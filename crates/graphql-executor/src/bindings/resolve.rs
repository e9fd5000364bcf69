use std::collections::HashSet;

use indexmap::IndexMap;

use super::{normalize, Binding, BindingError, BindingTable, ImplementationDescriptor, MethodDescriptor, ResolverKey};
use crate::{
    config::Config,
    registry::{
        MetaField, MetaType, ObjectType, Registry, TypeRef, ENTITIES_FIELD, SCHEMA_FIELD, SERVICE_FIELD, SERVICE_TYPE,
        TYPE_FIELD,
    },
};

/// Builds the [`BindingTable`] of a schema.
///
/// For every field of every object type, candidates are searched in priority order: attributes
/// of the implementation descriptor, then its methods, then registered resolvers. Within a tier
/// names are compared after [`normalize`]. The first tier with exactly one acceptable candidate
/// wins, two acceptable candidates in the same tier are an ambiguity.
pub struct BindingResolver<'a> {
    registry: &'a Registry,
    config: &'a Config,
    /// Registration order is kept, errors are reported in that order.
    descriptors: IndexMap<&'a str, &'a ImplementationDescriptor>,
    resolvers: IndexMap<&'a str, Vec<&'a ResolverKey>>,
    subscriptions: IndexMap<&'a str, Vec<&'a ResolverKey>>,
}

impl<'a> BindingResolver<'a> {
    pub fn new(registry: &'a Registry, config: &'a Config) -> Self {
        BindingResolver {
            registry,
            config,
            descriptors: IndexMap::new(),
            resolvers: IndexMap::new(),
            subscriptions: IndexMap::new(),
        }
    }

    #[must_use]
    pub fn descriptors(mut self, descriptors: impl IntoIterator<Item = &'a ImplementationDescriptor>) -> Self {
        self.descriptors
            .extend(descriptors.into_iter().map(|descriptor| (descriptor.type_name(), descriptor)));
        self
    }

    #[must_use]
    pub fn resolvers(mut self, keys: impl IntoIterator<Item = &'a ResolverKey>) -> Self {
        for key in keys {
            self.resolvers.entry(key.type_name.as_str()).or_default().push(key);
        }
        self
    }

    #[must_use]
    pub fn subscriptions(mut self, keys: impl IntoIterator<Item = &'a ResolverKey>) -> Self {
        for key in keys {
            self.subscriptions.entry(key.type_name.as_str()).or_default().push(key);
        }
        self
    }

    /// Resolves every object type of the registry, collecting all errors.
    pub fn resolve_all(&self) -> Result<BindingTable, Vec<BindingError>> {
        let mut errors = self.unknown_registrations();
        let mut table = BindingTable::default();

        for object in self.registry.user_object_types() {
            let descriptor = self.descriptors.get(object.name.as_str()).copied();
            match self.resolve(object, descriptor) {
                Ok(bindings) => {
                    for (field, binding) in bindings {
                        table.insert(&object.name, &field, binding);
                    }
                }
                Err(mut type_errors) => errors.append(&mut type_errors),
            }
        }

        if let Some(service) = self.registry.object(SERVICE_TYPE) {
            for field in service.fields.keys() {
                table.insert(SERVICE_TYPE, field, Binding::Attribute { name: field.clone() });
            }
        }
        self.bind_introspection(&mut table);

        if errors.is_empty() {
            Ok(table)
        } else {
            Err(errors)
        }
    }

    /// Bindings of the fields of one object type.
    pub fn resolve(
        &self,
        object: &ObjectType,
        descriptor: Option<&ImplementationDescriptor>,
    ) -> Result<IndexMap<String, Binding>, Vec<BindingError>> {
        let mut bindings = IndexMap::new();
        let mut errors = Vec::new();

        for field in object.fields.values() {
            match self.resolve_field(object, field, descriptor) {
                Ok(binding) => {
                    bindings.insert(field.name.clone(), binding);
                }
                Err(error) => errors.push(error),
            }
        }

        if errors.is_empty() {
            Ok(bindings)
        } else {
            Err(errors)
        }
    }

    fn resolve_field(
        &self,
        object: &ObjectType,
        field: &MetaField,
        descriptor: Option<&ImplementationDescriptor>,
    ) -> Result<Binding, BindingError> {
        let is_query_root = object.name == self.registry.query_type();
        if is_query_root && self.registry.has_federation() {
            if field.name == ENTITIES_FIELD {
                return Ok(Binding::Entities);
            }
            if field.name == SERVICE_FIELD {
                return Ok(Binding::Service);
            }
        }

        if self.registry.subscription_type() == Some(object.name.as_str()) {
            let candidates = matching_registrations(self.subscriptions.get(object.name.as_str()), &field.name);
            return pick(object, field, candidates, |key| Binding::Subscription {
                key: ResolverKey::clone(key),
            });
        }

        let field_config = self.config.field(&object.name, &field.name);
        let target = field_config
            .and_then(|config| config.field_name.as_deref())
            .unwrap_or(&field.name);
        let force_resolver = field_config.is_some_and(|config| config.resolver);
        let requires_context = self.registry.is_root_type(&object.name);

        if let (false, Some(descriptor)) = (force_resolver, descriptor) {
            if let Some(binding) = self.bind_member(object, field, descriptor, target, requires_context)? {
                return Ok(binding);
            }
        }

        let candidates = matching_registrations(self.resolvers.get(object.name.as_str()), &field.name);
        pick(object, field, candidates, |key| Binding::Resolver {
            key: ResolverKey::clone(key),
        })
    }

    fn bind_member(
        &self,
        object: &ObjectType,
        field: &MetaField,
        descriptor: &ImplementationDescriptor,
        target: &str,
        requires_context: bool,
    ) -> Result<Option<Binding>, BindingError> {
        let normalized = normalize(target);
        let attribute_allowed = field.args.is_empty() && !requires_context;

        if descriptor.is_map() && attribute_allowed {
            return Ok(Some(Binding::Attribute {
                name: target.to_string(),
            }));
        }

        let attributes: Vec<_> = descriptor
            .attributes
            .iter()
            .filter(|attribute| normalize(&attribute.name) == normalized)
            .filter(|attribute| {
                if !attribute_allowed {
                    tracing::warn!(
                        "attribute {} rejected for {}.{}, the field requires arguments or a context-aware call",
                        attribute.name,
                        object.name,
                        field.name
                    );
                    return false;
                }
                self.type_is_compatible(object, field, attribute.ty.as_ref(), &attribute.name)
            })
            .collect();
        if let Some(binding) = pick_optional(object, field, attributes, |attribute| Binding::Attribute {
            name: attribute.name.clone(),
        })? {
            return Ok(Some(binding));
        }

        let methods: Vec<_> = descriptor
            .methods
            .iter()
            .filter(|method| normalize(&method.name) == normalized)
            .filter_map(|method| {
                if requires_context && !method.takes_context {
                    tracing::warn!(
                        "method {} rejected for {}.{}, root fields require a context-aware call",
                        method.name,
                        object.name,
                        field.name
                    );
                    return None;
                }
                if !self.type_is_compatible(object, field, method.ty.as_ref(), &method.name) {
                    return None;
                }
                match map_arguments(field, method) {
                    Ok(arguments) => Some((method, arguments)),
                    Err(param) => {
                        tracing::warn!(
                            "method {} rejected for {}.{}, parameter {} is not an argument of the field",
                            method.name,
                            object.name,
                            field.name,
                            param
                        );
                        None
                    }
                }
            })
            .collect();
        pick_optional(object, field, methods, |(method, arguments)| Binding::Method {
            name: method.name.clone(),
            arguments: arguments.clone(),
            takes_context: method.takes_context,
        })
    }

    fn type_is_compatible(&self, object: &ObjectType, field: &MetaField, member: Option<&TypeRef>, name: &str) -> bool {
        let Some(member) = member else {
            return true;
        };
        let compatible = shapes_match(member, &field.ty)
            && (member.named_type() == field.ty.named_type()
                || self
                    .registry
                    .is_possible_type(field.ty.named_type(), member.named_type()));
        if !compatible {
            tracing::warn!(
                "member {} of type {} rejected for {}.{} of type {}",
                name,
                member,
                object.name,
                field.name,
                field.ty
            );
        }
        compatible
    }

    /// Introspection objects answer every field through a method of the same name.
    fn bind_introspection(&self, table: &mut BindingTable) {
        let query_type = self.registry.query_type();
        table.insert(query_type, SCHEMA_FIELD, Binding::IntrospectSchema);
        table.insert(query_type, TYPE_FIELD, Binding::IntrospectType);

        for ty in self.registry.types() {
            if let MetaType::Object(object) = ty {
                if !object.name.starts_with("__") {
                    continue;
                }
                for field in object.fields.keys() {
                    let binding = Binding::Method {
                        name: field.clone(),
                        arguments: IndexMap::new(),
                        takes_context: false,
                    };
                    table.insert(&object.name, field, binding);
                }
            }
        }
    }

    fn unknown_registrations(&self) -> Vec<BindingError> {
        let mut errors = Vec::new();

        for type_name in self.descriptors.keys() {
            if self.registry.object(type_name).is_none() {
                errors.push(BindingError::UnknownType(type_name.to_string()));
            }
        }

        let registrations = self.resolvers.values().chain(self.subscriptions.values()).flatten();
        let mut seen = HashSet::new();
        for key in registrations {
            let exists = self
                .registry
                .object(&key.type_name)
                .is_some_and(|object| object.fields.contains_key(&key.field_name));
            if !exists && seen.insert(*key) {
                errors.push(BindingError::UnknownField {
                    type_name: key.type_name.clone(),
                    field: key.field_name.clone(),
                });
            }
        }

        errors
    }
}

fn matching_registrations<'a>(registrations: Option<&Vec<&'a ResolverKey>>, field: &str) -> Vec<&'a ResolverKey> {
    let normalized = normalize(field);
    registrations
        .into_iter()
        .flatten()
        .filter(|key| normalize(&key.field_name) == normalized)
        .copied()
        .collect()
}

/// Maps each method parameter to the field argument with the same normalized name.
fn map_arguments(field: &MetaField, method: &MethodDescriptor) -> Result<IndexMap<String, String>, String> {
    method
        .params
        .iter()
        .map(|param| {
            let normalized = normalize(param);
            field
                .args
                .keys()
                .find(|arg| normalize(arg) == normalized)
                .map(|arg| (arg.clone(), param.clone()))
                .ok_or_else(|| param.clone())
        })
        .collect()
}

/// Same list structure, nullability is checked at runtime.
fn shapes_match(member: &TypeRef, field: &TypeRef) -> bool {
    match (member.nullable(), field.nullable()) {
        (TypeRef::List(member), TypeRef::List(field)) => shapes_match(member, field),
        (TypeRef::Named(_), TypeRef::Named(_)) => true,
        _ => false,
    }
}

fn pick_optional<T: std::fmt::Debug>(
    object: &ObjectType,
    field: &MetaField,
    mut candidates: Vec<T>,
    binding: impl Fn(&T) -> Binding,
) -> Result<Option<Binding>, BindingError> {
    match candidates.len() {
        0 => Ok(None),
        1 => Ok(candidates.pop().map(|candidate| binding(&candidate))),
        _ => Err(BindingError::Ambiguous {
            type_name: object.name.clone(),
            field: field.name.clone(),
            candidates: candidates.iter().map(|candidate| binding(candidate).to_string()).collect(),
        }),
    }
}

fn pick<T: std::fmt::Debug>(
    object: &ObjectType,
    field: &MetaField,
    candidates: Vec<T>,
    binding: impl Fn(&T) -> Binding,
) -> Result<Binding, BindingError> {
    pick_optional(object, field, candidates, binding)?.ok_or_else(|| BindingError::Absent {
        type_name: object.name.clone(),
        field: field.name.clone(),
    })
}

Exercise goal.
Track down all lines above with the string "order" and copy them.

Response.
/// For every field of every object type, candidates are searched in priority order: attributes
    /// Registration order is kept, errors are reported in that order.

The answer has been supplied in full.